HOW TO COMPLETE THIS TASK:
Please transcribe the listing below with every word intact.

○ ○ ○ ○

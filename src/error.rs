//! Error and warning types for inventory clustering.

use std::fmt;
use std::path::PathBuf;

use serde::{Deserialize, Serialize};
use thiserror::Error;

use crate::parser::InputFormat;

/// Error codes for pipeline failures.
#[derive(Debug, Clone, Copy, PartialEq, Eq)]
pub enum ErrorCode {
    /// File not found (-1)
    FileNotFound = -1,
    /// Empty file (-2)
    EmptyFile = -2,
    /// Input does not match its declared format (-3)
    MalformedInput = -3,
    /// Inventory has no records (-4)
    EmptyInventory = -4,
    /// Bad cluster count or seed (E100)
    InvalidParameter = 100,
    /// Hierarchy catalog could not be built (E200)
    Catalog = 200,
    /// Set number has no cached inventory (E300)
    UnknownSet = 300,
}

/// Main error type for the pipeline.
#[derive(Debug, Error)]
pub enum SortError {
    #[error("File not found: {path}")]
    FileNotFound { path: PathBuf },

    #[error("Empty file: {path}")]
    EmptyFile { path: PathBuf },

    #[error("Malformed {format} input at {location}: {message}")]
    MalformedInput {
        format: InputFormat,
        location: String,
        message: String,
    },

    #[error("Invalid parameter '{name}': {message}")]
    InvalidParameter { name: String, message: String },

    #[error("Inventory contains no parts")]
    EmptyInventory,

    #[error("Invalid hierarchy catalog: {message}")]
    Catalog { message: String },

    #[error("No inventory available for set {set_number}")]
    UnknownSet { set_number: String },

    #[error("IO error: {0}")]
    Io(#[from] std::io::Error),
}

impl SortError {
    /// Build a [`SortError::MalformedInput`].
    pub fn malformed(
        format: InputFormat,
        location: impl Into<String>,
        message: impl Into<String>,
    ) -> Self {
        SortError::MalformedInput {
            format,
            location: location.into(),
            message: message.into(),
        }
    }

    /// Build a [`SortError::InvalidParameter`].
    pub fn invalid_parameter(name: impl Into<String>, message: impl Into<String>) -> Self {
        SortError::InvalidParameter {
            name: name.into(),
            message: message.into(),
        }
    }

    /// Get the error code for this error.
    pub fn code(&self) -> ErrorCode {
        match self {
            SortError::FileNotFound { .. } => ErrorCode::FileNotFound,
            SortError::EmptyFile { .. } => ErrorCode::EmptyFile,
            SortError::MalformedInput { .. } => ErrorCode::MalformedInput,
            SortError::InvalidParameter { .. } => ErrorCode::InvalidParameter,
            SortError::EmptyInventory => ErrorCode::EmptyInventory,
            SortError::Catalog { .. } => ErrorCode::Catalog,
            SortError::UnknownSet { .. } => ErrorCode::UnknownSet,
            SortError::Io(_) => ErrorCode::FileNotFound,
        }
    }

    /// Get the numeric error code value.
    pub fn code_value(&self) -> i32 {
        self.code() as i32
    }
}

/// Result type alias for pipeline operations.
pub type Result<T> = std::result::Result<T, SortError>;

/// Non-fatal issue attached to a best-effort result.
#[derive(Debug, Clone, PartialEq, Eq, Serialize, Deserialize)]
#[serde(tag = "kind", rename_all = "snake_case")]
pub enum Warning {
    /// Catalog id not present in the hierarchy; the part was clustered under
    /// the unknown leaf.
    UnresolvedPart { index: usize, catalog_id: String },
    /// A single record was dropped by its parser.
    RejectedRecord {
        format: InputFormat,
        location: String,
        reason: String,
    },
}

impl fmt::Display for Warning {
    fn fmt(&self, f: &mut fmt::Formatter<'_>) -> fmt::Result {
        match self {
            Warning::UnresolvedPart { index, catalog_id } => write!(
                f,
                "Part {} ({}) not found in hierarchy, placed under Unknown",
                index + 1,
                catalog_id
            ),
            Warning::RejectedRecord {
                format,
                location,
                reason,
            } => write!(f, "Rejected {} record at {}: {}", format, location, reason),
        }
    }
}

#[cfg(test)]
mod tests {
    use super::*;

    #[test]
    fn test_error_codes() {
        assert_eq!(SortError::EmptyInventory.code_value(), -4);
        assert_eq!(
            SortError::invalid_parameter("k", "must be at least 1").code(),
            ErrorCode::InvalidParameter
        );
        let err = SortError::malformed(InputFormat::Tabular, "line 3", "bad quantity");
        assert_eq!(err.code(), ErrorCode::MalformedInput);
        assert_eq!(
            err.to_string(),
            "Malformed tabular input at line 3: bad quantity"
        );
    }

    #[test]
    fn test_warning_display() {
        let warning = Warning::UnresolvedPart {
            index: 0,
            catalog_id: "99999".to_string(),
        };
        assert_eq!(
            warning.to_string(),
            "Part 1 (99999) not found in hierarchy, placed under Unknown"
        );
    }
}
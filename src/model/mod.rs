//! Data model types for inventory clustering.

mod inventory;
mod part;

pub use inventory::Inventory;
pub use part::{design_id, PartRecord};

○ ○ ○ ○

SOLVED PROBLEM:
filename src/error.rs
//! Error and warning types for inventory clustering.

use std::fmt;
use std::path::PathBuf;

use serde::{Deserialize, Serialize};
use thiserror::Error;

use crate::parser::InputFormat;

/// Error codes for pipeline failures.
#[derive(Debug, Clone, Copy, PartialEq, Eq)]
pub enum ErrorCode {
    /// File not found (-1)
    FileNotFound = -1,
    /// Empty file (-2)
    EmptyFile = -2,
    /// Input does not match its declared format (-3)
    MalformedInput = -3,
    /// Inventory has no records (-4)
    EmptyInventory = -4,
    /// Bad cluster count or seed (E100)
    InvalidParameter = 100,
    /// Hierarchy catalog could not be built (E200)
    Catalog = 200,
    /// Set number has no cached inventory (E300)
    UnknownSet = 300,
}

/// Main error type for the pipeline.
#[derive(Debug, Error)]
pub enum SortError {
    #[error("File not found: {path}")]
    FileNotFound { path: PathBuf },

    #[error("Empty file: {path}")]
    EmptyFile { path: PathBuf },

    #[error("Malformed {format} input at {location}: {message}")]
    MalformedInput {
        format: InputFormat,
        location: String,
        message: String,
    },

    #[error("Invalid parameter '{name}': {message}")]
    InvalidParameter { name: String, message: String },

    #[error("Inventory contains no parts")]
    EmptyInventory,

    #[error("Invalid hierarchy catalog: {message}")]
    Catalog { message: String },

    #[error("No inventory available for set {set_number}")]
    UnknownSet { set_number: String },

    #[error("IO error: {0}")]
    Io(#[from] std::io::Error),
}

impl SortError {
    /// Build a [`SortError::MalformedInput`].
    pub fn malformed(
        format: InputFormat,
        location: impl Into<String>,
        message: impl Into<String>,
    ) -> Self {
        SortError::MalformedInput {
            format,
            location: location.into(),
            message: message.into(),
        }
    }

    /// Build a [`SortError::InvalidParameter`].
    pub fn invalid_parameter(name: impl Into<String>, message: impl Into<String>) -> Self {
        SortError::InvalidParameter {
            name: name.into(),
            message: message.into(),
        }
    }

    /// Get the error code for this error.
    pub fn code(&self) -> ErrorCode {
        match self {
            SortError::FileNotFound { .. } => ErrorCode::FileNotFound,
            SortError::EmptyFile { .. } => ErrorCode::EmptyFile,
            SortError::MalformedInput { .. } => ErrorCode::MalformedInput,
            SortError::InvalidParameter { .. } => ErrorCode::InvalidParameter,
            SortError::EmptyInventory => ErrorCode::EmptyInventory,
            SortError::Catalog { .. } => ErrorCode::Catalog,
            SortError::UnknownSet { .. } => ErrorCode::UnknownSet,
            SortError::Io(_) => ErrorCode::FileNotFound,
        }
    }

    /// Get the numeric error code value.
    pub fn code_value(&self) -> i32 {
        self.code() as i32
    }
}

/// Result type alias for pipeline operations.
pub type Result<T> = std::result::Result<T, SortError>;

/// Non-fatal issue attached to a best-effort result.
#[derive(Debug, Clone, PartialEq, Eq, Serialize, Deserialize)]
#[serde(tag = "kind", rename_all = "snake_case")]
pub enum Warning {
    /// Catalog id not present in the hierarchy; the part was clustered under
    /// the unknown leaf.
    UnresolvedPart { index: usize, catalog_id: String },
    /// A single record was dropped by its parser.
    RejectedRecord {
        format: InputFormat,
        location: String,
        reason: String,
    },
}

impl fmt::Display for Warning {
    fn fmt(&self, f: &mut fmt::Formatter<'_>) -> fmt::Result {
        match self {
            Warning::UnresolvedPart { index, catalog_id } => write!(
                f,
                "Part {} ({}) not found in hierarchy, placed under Unknown",
                index + 1,
                catalog_id
            ),
            Warning::RejectedRecord {
                format,
                location,
                reason,
            } => write!(f, "Rejected {} record at {}: {}", format, location, reason),
        }
    }
}

#[cfg(test)]
mod tests {
    use super::*;

    #[test]
    fn test_error_codes() {
        assert_eq!(SortError::EmptyInventory.code_value(), -4);
        assert_eq!(
            SortError::invalid_parameter("k", "must be at least 1").code(),
            ErrorCode::InvalidParameter
        );
        let err = SortError::malformed(InputFormat::Tabular, "line 3", "bad quantity");
        assert_eq!(err.code(), ErrorCode::MalformedInput);
        assert_eq!(
            err.to_string(),
            "Malformed tabular input at line 3: bad quantity"
        );
    }

    #[test]
    fn test_warning_display() {
        let warning = Warning::UnresolvedPart {
            index: 0,
            catalog_id: "99999".to_string(),
        };
        assert_eq!(
            warning.to_string(),
            "Part 1 (99999) not found in hierarchy, placed under Unknown"
        );
    }
}
filename src/model/mod.rs
//! Data model types for inventory clustering.

mod inventory;
mod part;

pub use inventory::Inventory;
pub use part::{design_id, PartRecord};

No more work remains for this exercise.